Supplied records Start Marker

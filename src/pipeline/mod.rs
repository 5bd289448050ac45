//! Pipeline stages for PDF-to-mindmap generation.
//!
//! Each submodule implements exactly one transformation step. PDF parsing
//! and text completion sit behind traits.
//!
//! ## Data Flow
//!
//! ```text
//! input ──▶ extract ──▶ llm ──▶ render
//! (upload)   (pdfium)   (outline) (Markmap HTML)
//! ```
//!
//! 1. [`input`]: accept an upload, a local path or a URL as PDF bytes
//! 2. [`extract`]: per-page text via pdfium on the blocking pool, then joined
//! 3. [`llm`]: truncate, build the prompt, make the single completion call
//!    (Gemini through edgequake-llm by default)
//! 4. [`render`]: embed the outline in a self-contained interactive page

pub mod extract;
pub mod input;
pub mod llm;
pub mod render;
//! Web UI: upload a PDF, get the mindmap and its markdown back.
//!
//! | Route | Purpose |
//! |-------|---------|
//! | `GET /`              | upload form |
//! | `POST /mindmap`      | multipart `pdf` → two-tab result page |
//! | `POST /api/mindmap`  | multipart `pdf` → JSON |
//! | `POST /download`     | form field `markdown` → `mindmap.md` attachment |
//! | `GET /health`        | liveness and provider name |
//!
//! Requests are independent: nothing from one upload is stored or visible to
//! another.

pub mod handlers;
pub mod page;
pub mod upload;

use crate::convert::MindmapPipeline;
use axum::{
    extract::DefaultBodyLimit,
    routing::{get, post},
    Router,
};
use std::sync::Arc;
use tower_http::trace::TraceLayer;

/// Default upload limit: 50 MB.
pub const DEFAULT_BODY_LIMIT: usize = 50 * 1024 * 1024;

/// Default listen address.
pub const DEFAULT_BIND: &str = "127.0.0.1:8501";

/// Server state shared across handlers.
#[derive(Clone)]
pub struct AppState {
    pub pipeline: Arc<MindmapPipeline>,
}

impl AppState {
    pub fn new(pipeline: MindmapPipeline) -> Self {
        Self {
            pipeline: Arc::new(pipeline),
        }
    }
}

/// Build the router with all endpoints.
pub fn build_router(state: AppState, body_limit: usize) -> Router {
    Router::new()
        .route("/", get(handlers::index))
        .route("/health", get(handlers::health_check))
        .route("/mindmap", post(handlers::mindmap_page))
        .route("/api/mindmap", post(handlers::mindmap_api))
        .route("/download", post(handlers::download))
        .layer(DefaultBodyLimit::max(body_limit))
        .layer(TraceLayer::new_for_http())
        .with_state(state)
}

/// Bind `addr` and serve until the process is stopped.
pub async fn serve(addr: &str, state: AppState) -> Result<(), std::io::Error> {
    let app = build_router(state, DEFAULT_BODY_LIMIT);
    let listener = tokio::net::TcpListener::bind(addr).await?;
    tracing::info!("Listening on http://{}", listener.local_addr()?);
    axum::serve(listener, app).await
}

Supplied records End Marker

- _To do_
Number of lines above that include "outline": state it and nothing else.

- _Reply_
2